Rationale: a slide-deck-scale sim sweep does not belong in every pytest run, but the figures (cheap, deterministic) should regenerate freely and be guarded by CI. This mirrors CLAUDE.md's script-vs-test split (scripts for heavy/manual generation; tests for fast assertions).

D2. Slow regenerator test wraps the script

tests/gemm/test_gemm_sweep.py is marked @pytest.mark.slow (excluded by the default addopts: -m "not slow"). It invokes scripts/gemm_sweep.py via subprocess to regenerate gemm_sweep.json on demand (pytest -m slow tests/gemm/test_gemm_sweep.py). The sweep logic has a single home (the script); the test only wraps it, so there is no duplicated sim-driving code.

D3. Figure set (3 charts, load_ref variant)

Test PNG Content
test_plot_gemm_stage_breakdown.py gemm_stage_breakdown.png per-stage engine wall-clock (DMA in / Fetch / GEMM / DMA out)
test_plot_gemm_mac_utilization.py gemm_mac_utilization_measured.png GEMM util % + useful eff %
test_plot_gemm_mac_utilization.py gemm_mac_utilization_theoretical_vs_measured.png theoretical vs simulator-measured util/eff

tests/gemm/_gemm_plot_helpers.py holds the shared renderers (series logic mirrors the GEMM _render_* functions in scripts/build_overview_slides.py, which still draws these natively in the PPTX). Not collected (no test_ prefix). Each test_plot_* skips if gemm_sweep.json is absent.

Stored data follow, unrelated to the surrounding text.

//! Demo payloads and an offline transport that serves them.
//!
//! Used by the CLI `--mock` flag and by contract tests. Nothing substitutes these
//! payloads for real responses implicitly.

use std::sync::atomic::{AtomicUsize, Ordering};
use std::time::Duration;

use serde_json::{json, Value};

use crate::http_client::{HttpClient, HttpRequest, HttpResponse, TransportError, TransportFuture};
use crate::resources::ResourceKind;

/// Sample `data` member for a resource, shaped like the backend's stub responses.
pub fn sample_data(kind: ResourceKind) -> Value {
    match kind {
        ResourceKind::Kpis => json!({
            "totalEnergyConsumption": {"value": 45230.5, "unit": "kWh", "delta": -3.2},
            "energyCost": {"value": 6784.58, "unit": "USD", "delta": -2.1},
            "energySaved": {"value": 1520.0, "unit": "kWh", "delta": 4.5},
            "overConsumptionPercent": {"value": 7.8, "delta": 1.2},
            "co2Emissions": {"value": 18.4, "unit": "tCO2e", "delta": -0.6},
            "avgConsumption": 1507.7,
            "peakConsumption": 2210.0,
            "baselineComparison": -3.2,
            "systemStatus": "stable",
            "sustainabilityStatus": "on-track",
            "lastIngestionTimestamp": "2024-01-31T23:45:00Z"
        }),
        ResourceKind::EnergyTrend => json!([
            {"date": "2024-01-29", "actual": 1480.2, "baseline": 1500.0},
            {"date": "2024-01-30", "actual": 1612.9, "baseline": 1500.0},
            {"date": "2024-01-31", "actual": 1455.4, "baseline": 1500.0}
        ]),
        ResourceKind::DeviationOverTime => json!([
            {"date": "2024-01-29", "deviation": -19.8},
            {"date": "2024-01-30", "deviation": 112.9},
            {"date": "2024-01-31", "deviation": -44.6}
        ]),
        ResourceKind::Deviations => json!([
            {"zone": 3, "deviation": 18250.0},
            {"zone": 1, "deviation": 14120.5},
            {"zone": 2, "deviation": 9870.25}
        ]),
        ResourceKind::Anomalies => json!([
            {
                "timestamp": "2024-01-04T14:32:00Z",
                "value": 185000,
                "severity": "high",
                "description": "HVAC spike in Building A",
                "impact": "high",
                "affectedSystem": "HVAC",
                "timeWindow": "2:00 PM - 2:30 PM",
                "energyImpact": 2400,
                "explanation": "Deviation from baseline detected",
                "model": "Isolation Forest"
            }
        ]),
        ResourceKind::Forecast => json!({
            "model": "xgboost",
            "horizon_days": 2,
            "values": [
                {"forecast_date": "2024-01-01", "predicted_kwh": 100, "is_forecast": false},
                {"forecast_date": "2024-01-02", "predicted_kwh": 110, "is_forecast": true}
            ]
        }),
        ResourceKind::CarbonMetrics => json!({
            "totalEmissions": 18.4,
            "delta": -3.1,
            "unit": "tCO2e",
            "period": "2024-01-01 to 2024-01-31"
        }),
        ResourceKind::CarbonBreakdown => json!([
            {"source": "Electricity", "value": 12.6, "scope": "Scope 2", "percentage": 68.48},
            {"source": "Natural Gas", "value": 5.8, "scope": "Scope 1", "percentage": 31.52}
        ]),
        ResourceKind::AiInsights => json!([
            {
                "id": "1",
                "type": "alert",
                "message": "Unusual spike detected in HVAC",
                "timestamp": "2024-01-31T09:15:00",
                "severity": "high"
            }
        ]),
        ResourceKind::Recommendations => json!([
            {
                "id": "1",
                "severity": "high",
                "category": "efficiency",
                "title": "Reduce HVAC usage",
                "description": "HVAC running during low occupancy",
                "impact": "Save 2400 kWh/week",
                "why": "Occupancy < 15% after 6 PM"
            }
        ]),
        ResourceKind::CostMetrics => json!({
            "total_cost": 6784.58,
            "electricity_cost": 5427.66,
            "gas_cost": 1356.92,
            "previous_cost": 6930.1,
            "current_cost": 6784.58,
            "previous_month": "2023-12",
            "current_month": "2024-01",
            "cost_change_percent": -2.1
        }),
        ResourceKind::EnergyIntensity => json!({
            "intensity": 112.4,
            "current_usage": 45230.5,
            "predicted_usage": 47100.0,
            "usage_history": [
                {"date": "2024-01-29", "value": 1480.2},
                {"date": "2024-01-30", "value": 1612.9},
                {"date": "2024-01-31", "value": 1455.4}
            ],
            "carbon_till_date": 18.4,
            "carbon_predicted": 19.1,
            "green_energy_percent": 22.5
        }),
        ResourceKind::ActiveAppliances => json!([
            {"name": "HVAC", "usage": 820.5, "maxUsage": 1200.0},
            {"name": "Lighting", "usage": 240.0, "maxUsage": 400.0},
            {"name": "Servers", "usage": 515.2}
        ]),
    }
}

/// Successful envelope around [`sample_data`].
pub fn sample_envelope(kind: ResourceKind) -> Value {
    json!({"success": true, "data": sample_data(kind)})
}

/// Offline transport answering every known resource path with its sample envelope.
#[derive(Debug, Default)]
pub struct FixtureHttpClient {
    latency: Duration,
    calls: AtomicUsize,
}

impl FixtureHttpClient {
    pub fn new() -> Self {
        Self::default()
    }

    /// Simulated latency applied to every response.
    pub fn with_latency(mut self, latency: Duration) -> Self {
        self.latency = latency;
        self
    }

    pub fn calls(&self) -> usize {
        self.calls.load(Ordering::SeqCst)
    }

    fn respond(&self, request: &HttpRequest) -> Result<HttpResponse, TransportError> {
        let url = reqwest::Url::parse(&request.url)
            .map_err(|error| TransportError::other(format!("invalid url '{}': {error}", request.url)))?;

        let response = match ResourceKind::from_path(url.path()) {
            Some(kind) => HttpResponse::ok_json(sample_envelope(kind).to_string()),
            None => HttpResponse::new(
                404,
                json!({"success": false, "error": format!("no resource at {}", url.path())})
                    .to_string(),
            ),
        };
        Ok(response)
    }
}

impl HttpClient for FixtureHttpClient {
    fn execute<'a>(&'a self, request: HttpRequest) -> TransportFuture<'a> {
        Box::pin(async move {
            self.calls.fetch_add(1, Ordering::SeqCst);
            if !self.latency.is_zero() {
                if self.latency.as_millis() as u64 > request.timeout_ms {
                    tokio::time::sleep(Duration::from_millis(request.timeout_ms)).await;
                    return Err(TransportError::timeout(request.timeout_ms));
                }
                tokio::time::sleep(self.latency).await;
            }
            self.respond(&request)
        })
    }
}
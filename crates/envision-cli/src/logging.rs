use tracing_subscriber::filter::Directive;
use tracing_subscriber::layer::SubscriberExt;
use tracing_subscriber::util::SubscriberInitExt;
use tracing_subscriber::EnvFilter;

use crate::error::CliError;

/// Installs JSON logging on stderr so stdout stays machine-readable.
///
/// `RUST_LOG` is honoured; the `envision` crates default to `info`, or `debug`
/// with `--verbose`.
pub fn init_logging(verbose: bool) -> Result<(), CliError> {
    let default = if verbose {
        "envision=debug"
    } else {
        "envision=info"
    };
    let directive: Directive = default
        .parse()
        .map_err(|error| CliError::Logging(format!("{error}")))?;

    tracing_subscriber::registry()
        .with(
            tracing_subscriber::fmt::layer()
                .json()
                .with_current_span(false)
                .with_span_list(false)
                .with_writer(std::io::stderr),
        )
        .with(EnvFilter::from_default_env().add_directive(directive))
        .try_init()
        .map_err(|error| CliError::Logging(error.to_string()))
}
mod fetch;
mod resources;
mod watch;

use std::process::ExitCode;
use std::sync::Arc;
use std::time::Duration;

use envision_core::domain::parse_date;
use envision_core::{
    Config, DashboardFilters, DashboardQueries, FixtureHttpClient, ForecastParams, QueryParams,
    ResourceKind,
};
use serde::Serialize;

use crate::cli::{Cli, Command, FilterArgs};
use crate::error::CliError;

/// Calls `handler::<Marker>(args..)` for the marker type behind a [`ResourceKind`].
macro_rules! dispatch {
    ($kind:expr, $($handler:ident)::+, ($($arg:expr),* $(,)?)) => {{
        use envision_core::resources as r;
        match $kind {
            ResourceKind::Kpis => $($handler)::+::<r::Kpis>($($arg),*).await,
            ResourceKind::EnergyTrend => $($handler)::+::<r::EnergyTrend>($($arg),*).await,
            ResourceKind::DeviationOverTime => $($handler)::+::<r::DeviationOverTime>($($arg),*).await,
            ResourceKind::Deviations => $($handler)::+::<r::Deviations>($($arg),*).await,
            ResourceKind::Anomalies => $($handler)::+::<r::Anomalies>($($arg),*).await,
            ResourceKind::Forecast => $($handler)::+::<r::Forecast>($($arg),*).await,
            ResourceKind::CarbonMetrics => $($handler)::+::<r::CarbonMetrics>($($arg),*).await,
            ResourceKind::CarbonBreakdown => $($handler)::+::<r::CarbonBreakdown>($($arg),*).await,
            ResourceKind::AiInsights => $($handler)::+::<r::AiInsights>($($arg),*).await,
            ResourceKind::Recommendations => $($handler)::+::<r::Recommendations>($($arg),*).await,
            ResourceKind::CostMetrics => $($handler)::+::<r::CostMetrics>($($arg),*).await,
            ResourceKind::EnergyIntensity => $($handler)::+::<r::EnergyIntensity>($($arg),*).await,
            ResourceKind::ActiveAppliances => $($handler)::+::<r::ActiveAppliances>($($arg),*).await,
        }
    }};
}

pub async fn run(cli: &Cli) -> Result<ExitCode, CliError> {
    match &cli.command {
        Command::Resources => resources::run(cli.pretty),
        Command::Fetch(args) => {
            let params = request_params(args.resource, &args.filters)?;
            let queries = build_queries(cli, load_config(cli)?);
            dispatch!(args.resource, fetch::run, (&queries, params, cli.pretty))
        }
        Command::Watch(args) => {
            let params = request_params(args.resource, &args.filters)?;
            let mut config = load_config(cli)?;
            if let Some(interval_ms) = args.interval_ms {
                config.query.refetch_interval =
                    (interval_ms > 0).then_some(Duration::from_millis(interval_ms));
            }
            let sweep_period = config.cache_idle;
            let queries = build_queries(cli, config);
            let maintenance = queries.spawn_maintenance(sweep_period);
            let outcome = dispatch!(args.resource, watch::run, (&queries, params, args.count));
            if let Some(maintenance) = maintenance {
                maintenance.abort();
            }
            outcome
        }
    }
}

fn load_config(cli: &Cli) -> Result<Config, CliError> {
    let mut config = Config::from_env()?;
    if let Some(base_url) = &cli.base_url {
        config = config.with_base_url(base_url.as_str());
    }
    if let Some(timeout_ms) = cli.timeout_ms {
        config = config.with_timeout(Duration::from_millis(timeout_ms));
    }
    config.validate()?;
    Ok(config)
}

fn build_queries(cli: &Cli, config: Config) -> DashboardQueries {
    if cli.mock {
        DashboardQueries::with_http_client(Arc::new(FixtureHttpClient::new()), &config)
    } else {
        DashboardQueries::from_config(&config)
    }
}

/// Turns command-line filters into the parameters `kind` accepts.
fn request_params(kind: ResourceKind, filters: &FilterArgs) -> Result<QueryParams, CliError> {
    let invalid = |error: envision_core::ApiError| CliError::Command(error.to_string());

    if kind == ResourceKind::Forecast {
        if filters.has_window() {
            return Err(CliError::Command(
                "forecast takes --days and --model, not a date window".to_owned(),
            ));
        }
        let params = ForecastParams::new(filters.days, filters.model.map(Into::into))
            .map_err(invalid)?;
        return Ok(params.to_params());
    }

    if filters.has_forecast() {
        return Err(CliError::Command(format!(
            "--days and --model only apply to forecast, not {kind}"
        )));
    }
    if !kind.accepts_filters() {
        if filters.has_window() {
            return Err(CliError::Command(format!("{kind} takes no filters")));
        }
        return Ok(QueryParams::new());
    }

    let mut window = match (&filters.start_date, &filters.end_date) {
        (Some(start), Some(end)) => {
            let start = parse_date(start).map_err(invalid)?;
            let end = parse_date(end).map_err(invalid)?;
            DashboardFilters::between(start, end).map_err(invalid)?
        }
        (None, None) => DashboardFilters::none(),
        _ => {
            return Err(CliError::Command(
                "--start-date and --end-date must be given together".to_owned(),
            ))
        }
    };
    if let Some(range) = filters.range {
        window = window.with_range(range);
    }
    Ok(window.to_params())
}

fn print_json<T: Serialize + ?Sized>(value: &T, pretty: bool) -> Result<(), CliError> {
    let rendered = if pretty {
        serde_json::to_string_pretty(value)?
    } else {
        serde_json::to_string(value)?
    };
    println!("{rendered}");
    Ok(())
}

#[cfg(test)]
mod tests {
    use envision_core::TimeRange;

    use super::*;
    use crate::cli::ModelArg;

    #[test]
    fn window_filters_become_query_params() {
        let filters = FilterArgs {
            range: Some(TimeRange::Last7Days),
            start_date: Some("2024-01-01".to_owned()),
            end_date: Some("2024-01-31".to_owned()),
            ..FilterArgs::default()
        };

        let params = request_params(ResourceKind::Kpis, &filters).expect("valid filters");
        assert_eq!(params.get("range"), Some("7d"));
        assert_eq!(params.get("start_date"), Some("2024-01-01"));
        assert_eq!(params.get("end_date"), Some("2024-01-31"));
    }

    #[test]
    fn forecast_takes_days_and_model_only() {
        let filters = FilterArgs {
            days: Some(30),
            model: Some(ModelArg::Lstm),
            ..FilterArgs::default()
        };
        let params = request_params(ResourceKind::Forecast, &filters).expect("valid filters");
        assert_eq!(params.get("days"), Some("30"));
        assert_eq!(params.get("model"), Some("lstm"));

        assert!(request_params(ResourceKind::Kpis, &filters).is_err());

        let windowed = FilterArgs {
            range: Some(TimeRange::Last24Hours),
            ..FilterArgs::default()
        };
        assert!(request_params(ResourceKind::Forecast, &windowed).is_err());
    }

    #[test]
    fn rejects_half_open_and_inverted_windows() {
        let half_open = FilterArgs {
            start_date: Some("2024-01-01".to_owned()),
            ..FilterArgs::default()
        };
        assert!(request_params(ResourceKind::EnergyTrend, &half_open).is_err());

        let inverted = FilterArgs {
            start_date: Some("2024-02-01".to_owned()),
            end_date: Some("2024-01-01".to_owned()),
            ..FilterArgs::default()
        };
        assert!(request_params(ResourceKind::EnergyTrend, &inverted).is_err());
    }

    #[test]
    fn unfiltered_resources_reject_windows() {
        let filters = FilterArgs {
            range: Some(TimeRange::Last30Days),
            ..FilterArgs::default()
        };
        assert!(request_params(ResourceKind::Deviations, &filters).is_err());
        assert!(request_params(ResourceKind::Deviations, &FilterArgs::default())
            .expect("no filters")
            .is_empty());
    }
}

D4. Tile sizes are data-driven; under-tile shapes are flagged

Tile sizes are read from gemm_sweep.json (tile_sizes), which the sweep records from PeSchedulerComponent.TILE_M/K/N = 32/64/32 — the authoritative source. Shapes with M<TILE_M K<TILE_K N<TILE_N are flagged ("under-tile") on the charts. The 512³ shape is excluded from the figures (EXCLUDED_SHAPES).

D5. Theoretical model — inherited constants, NOT yet ADR-verified

The "theoretical" curves use an analytical ideal-pipeline model with constants copied verbatim from scripts/build_overview_slides.py:

HBM_GBS = 256.0   # GB/s        T_STAGE = 16.0 ns
D_STAGES = 3                    BPE = 2

These are not yet sourced against the ADRs. Notably ADR-0033's 256 is burst_bytes (256 B), a different quantity than this 256 GB/s, and ADR-0033 derives bandwidth as pc_bw_gbs = hbm_to_router_bw_gbs / num_pcs. T_STAGE/stage-count are not traced to ADR-0014 here. The model is therefore consistent with the existing deck script, not verified against the ADRs, and the constants are duplicated (deck + helper). Reconciling them (source from topology/ADR-0033/0014, de-duplicate) is deferred — see Open questions.

D6. Known naming caveat — _measured chart

gemm_mac_utilization_measured.png currently plots the theoretical ideal-pipeline numbers (its footnote says so), only the filename says "measured". This is a known misnomer pending a decision to either repoint its content to the simulator-measured series or retitle it.

Consequences

Positive

  • GEMM figures are test-generated and CI-guarded, like allreduce.
  • The heavy sweep stays opt-in, keeping the default test run fast.
  • Single source for the sweep logic (the script), reused by the slow test.

Negative / limitations

  • The theoretical-model constants (D5) are unverified and duplicated.
  • The _measured figure is a misnomer (D6).
  • build_overview_slides.py still renders the GEMM bars natively from gemm_sweep.json rather than embedding these PNGs — the deck rewiring to consume the test artifacts is not done.

Dependencies

  • ADR-0013: verification strategy.
  • ADR-0014 / ADR-0042: PE pipeline + tile-plan generators — the GEMM implementation the sweep measures; D4's stage record counts come from ADR-0042 D2/D3.
  • ADR-0033: latency model — the source the D5 constants should (but do not yet) trace to.
  • ADR-0043: the sibling allreduce evaluation harness.

Open questions

  • Reconcile D5 constants against topology.yaml / ADR-0033 / ADR-0014 and de-duplicate (one source for the model parameters)?
  • Resolve the D6 _measured naming (repoint content vs. retitle)?
  • Rewire build_overview_slides.py to embed the gemm_plots/ PNGs instead of native bar-drawing?